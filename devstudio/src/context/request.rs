//! Inbound request that starts a pipeline run.

use serde::{Deserialize, Serialize};
use std::collections::HashMap;

use super::Context;
use crate::errors::StudioError;

/// Project name used when the request does not supply one.
pub const DEFAULT_PROJECT_NAME: &str = "New Project";

/// The initiating payload for a pipeline run.
#[derive(Debug, Clone, PartialEq, Serialize, Deserialize)]
pub struct InboundRequest {
    /// What the project should achieve.
    pub goal: String,
    /// Human-readable project name.
    #[serde(default = "default_project_name")]
    pub project_name: String,
    /// Existing specification to build on.
    #[serde(default, skip_serializing_if = "Option::is_none")]
    pub current_spec: Option<String>,
    /// Extra caller-supplied context entries.
    #[serde(default, skip_serializing_if = "HashMap::is_empty")]
    pub overrides: HashMap<String, serde_json::Value>,
}

fn default_project_name() -> String {
    DEFAULT_PROJECT_NAME.to_string()
}

/// Keys the pipeline owns; overrides may not shadow them.
const RESERVED_KEYS: [&str; 7] = [
    "goal",
    "project_name",
    "current_spec",
    "design",
    "spec",
    "infra",
    "code",
];

impl InboundRequest {
    /// Creates a new request.
    #[must_use]
    pub fn new(goal: impl Into<String>, project_name: impl Into<String>) -> Self {
        Self {
            goal: goal.into(),
            project_name: project_name.into(),
            current_spec: None,
            overrides: HashMap::new(),
        }
    }

    /// Sets the current specification.
    #[must_use]
    pub fn with_current_spec(mut self, spec: impl Into<String>) -> Self {
        self.current_spec = Some(spec.into());
        self
    }

    /// Adds a caller-supplied context entry.
    #[must_use]
    pub fn with_override(mut self, key: impl Into<String>, value: serde_json::Value) -> Self {
        self.overrides.insert(key.into(), value);
        self
    }

    /// Checks that the request can start a run.
    ///
    /// # Errors
    ///
    /// Returns `InvalidRequest` for a blank goal or an override that shadows
    /// a pipeline-owned key.
    pub fn validate(&self) -> Result<(), StudioError> {
        if self.goal.trim().is_empty() {
            return Err(StudioError::InvalidRequest("goal must not be empty".to_string()));
        }
        if let Some(key) = self
            .overrides
            .keys()
            .find(|k| RESERVED_KEYS.contains(&k.as_str()))
        {
            return Err(StudioError::InvalidRequest(format!(
                "override '{key}' shadows a reserved context key"
            )));
        }
        Ok(())
    }

    /// Returns the project name, falling back to the default when blank.
    #[must_use]
    pub fn effective_project_name(&self) -> &str {
        let trimmed = self.project_name.trim();
        if trimmed.is_empty() {
            DEFAULT_PROJECT_NAME
        } else {
            trimmed
        }
    }

    /// Builds the initial run context.
    ///
    /// # Errors
    ///
    /// Returns `InvalidRequest` if validation fails.
    pub fn into_context(self) -> Result<Context, StudioError> {
        self.validate()?;

        let mut ctx = Context::new();
        ctx.insert("project_name", serde_json::json!(self.effective_project_name()))?;
        ctx.insert("goal", serde_json::Value::String(self.goal))?;
        if let Some(spec) = self.current_spec {
            ctx.insert("current_spec", serde_json::Value::String(spec))?;
        }
        ctx.extend(self.overrides)?;
        Ok(ctx)
    }
}

#[cfg(test)]
mod tests {
    use super::*;
    use pretty_assertions::assert_eq;
    use serde_json::json;

    #[test]
    fn test_into_context() {
        let ctx = InboundRequest::new("Build a simple todo list app", "TodoApp")
            .with_current_spec("v0")
            .with_override("audience", json!("students"))
            .into_context()
            .unwrap();

        assert_eq!(ctx.get_str("goal"), Some("Build a simple todo list app"));
        assert_eq!(ctx.get_str("project_name"), Some("TodoApp"));
        assert_eq!(ctx.get_str("current_spec"), Some("v0"));
        assert_eq!(ctx.get_str("audience"), Some("students"));
        assert_eq!(ctx.len(), 4);
    }

    #[test]
    fn test_blank_goal_rejected() {
        let err = InboundRequest::new("   ", "TodoApp").validate().unwrap_err();
        assert!(matches!(err, StudioError::InvalidRequest(_)));
    }

    #[test]
    fn test_reserved_override_rejected() {
        let err = InboundRequest::new("goal", "P")
            .with_override("design", json!({}))
            .into_context()
            .unwrap_err();
        assert!(err.to_string().contains("design"));
    }

    #[test]
    fn test_default_project_name() {
        let request: InboundRequest = serde_json::from_value(json!({"goal": "g"})).unwrap();
        assert_eq!(request.project_name, DEFAULT_PROJECT_NAME);

        let blank = InboundRequest::new("g", "  ");
        assert_eq!(blank.effective_project_name(), DEFAULT_PROJECT_NAME);
    }
}
//! Cooperative cancellation for pipeline runs.

mod token;

pub use token::CancellationToken;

_ _ _ _ _

Copy out every record exactly; leave nothing out.

Response to this exercise:
filename devstudio/src/context/request.rs
//! Inbound request that starts a pipeline run.

use serde::{Deserialize, Serialize};
use std::collections::HashMap;

use super::Context;
use crate::errors::StudioError;

/// Project name used when the request does not supply one.
pub const DEFAULT_PROJECT_NAME: &str = "New Project";

/// The initiating payload for a pipeline run.
#[derive(Debug, Clone, PartialEq, Serialize, Deserialize)]
pub struct InboundRequest {
    /// What the project should achieve.
    pub goal: String,
    /// Human-readable project name.
    #[serde(default = "default_project_name")]
    pub project_name: String,
    /// Existing specification to build on.
    #[serde(default, skip_serializing_if = "Option::is_none")]
    pub current_spec: Option<String>,
    /// Extra caller-supplied context entries.
    #[serde(default, skip_serializing_if = "HashMap::is_empty")]
    pub overrides: HashMap<String, serde_json::Value>,
}

fn default_project_name() -> String {
    DEFAULT_PROJECT_NAME.to_string()
}

/// Keys the pipeline owns; overrides may not shadow them.
const RESERVED_KEYS: [&str; 7] = [
    "goal",
    "project_name",
    "current_spec",
    "design",
    "spec",
    "infra",
    "code",
];

impl InboundRequest {
    /// Creates a new request.
    #[must_use]
    pub fn new(goal: impl Into<String>, project_name: impl Into<String>) -> Self {
        Self {
            goal: goal.into(),
            project_name: project_name.into(),
            current_spec: None,
            overrides: HashMap::new(),
        }
    }

    /// Sets the current specification.
    #[must_use]
    pub fn with_current_spec(mut self, spec: impl Into<String>) -> Self {
        self.current_spec = Some(spec.into());
        self
    }

    /// Adds a caller-supplied context entry.
    #[must_use]
    pub fn with_override(mut self, key: impl Into<String>, value: serde_json::Value) -> Self {
        self.overrides.insert(key.into(), value);
        self
    }

    /// Checks that the request can start a run.
    ///
    /// # Errors
    ///
    /// Returns `InvalidRequest` for a blank goal or an override that shadows
    /// a pipeline-owned key.
    pub fn validate(&self) -> Result<(), StudioError> {
        if self.goal.trim().is_empty() {
            return Err(StudioError::InvalidRequest("goal must not be empty".to_string()));
        }
        if let Some(key) = self
            .overrides
            .keys()
            .find(|k| RESERVED_KEYS.contains(&k.as_str()))
        {
            return Err(StudioError::InvalidRequest(format!(
                "override '{key}' shadows a reserved context key"
            )));
        }
        Ok(())
    }

    /// Returns the project name, falling back to the default when blank.
    #[must_use]
    pub fn effective_project_name(&self) -> &str {
        let trimmed = self.project_name.trim();
        if trimmed.is_empty() {
            DEFAULT_PROJECT_NAME
        } else {
            trimmed
        }
    }

    /// Builds the initial run context.
    ///
    /// # Errors
    ///
    /// Returns `InvalidRequest` if validation fails.
    pub fn into_context(self) -> Result<Context, StudioError> {
        self.validate()?;

        let mut ctx = Context::new();
        ctx.insert("project_name", serde_json::json!(self.effective_project_name()))?;
        ctx.insert("goal", serde_json::Value::String(self.goal))?;
        if let Some(spec) = self.current_spec {
            ctx.insert("current_spec", serde_json::Value::String(spec))?;
        }
        ctx.extend(self.overrides)?;
        Ok(ctx)
    }
}

#[cfg(test)]
mod tests {
    use super::*;
    use pretty_assertions::assert_eq;
    use serde_json::json;

    #[test]
    fn test_into_context() {
        let ctx = InboundRequest::new("Build a simple todo list app", "TodoApp")
            .with_current_spec("v0")
            .with_override("audience", json!("students"))
            .into_context()
            .unwrap();

        assert_eq!(ctx.get_str("goal"), Some("Build a simple todo list app"));
        assert_eq!(ctx.get_str("project_name"), Some("TodoApp"));
        assert_eq!(ctx.get_str("current_spec"), Some("v0"));
        assert_eq!(ctx.get_str("audience"), Some("students"));
        assert_eq!(ctx.len(), 4);
    }

    #[test]
    fn test_blank_goal_rejected() {
        let err = InboundRequest::new("   ", "TodoApp").validate().unwrap_err();
        assert!(matches!(err, StudioError::InvalidRequest(_)));
    }

    #[test]
    fn test_reserved_override_rejected() {
        let err = InboundRequest::new("goal", "P")
            .with_override("design", json!({}))
            .into_context()
            .unwrap_err();
        assert!(err.to_string().contains("design"));
    }

    #[test]
    fn test_default_project_name() {
        let request: InboundRequest = serde_json::from_value(json!({"goal": "g"})).unwrap();
        assert_eq!(request.project_name, DEFAULT_PROJECT_NAME);

        let blank = InboundRequest::new("g", "  ");
        assert_eq!(blank.effective_project_name(), DEFAULT_PROJECT_NAME);
    }
}
//! Cooperative cancellation for pipeline runs.

mod token;

pub use token::CancellationToken;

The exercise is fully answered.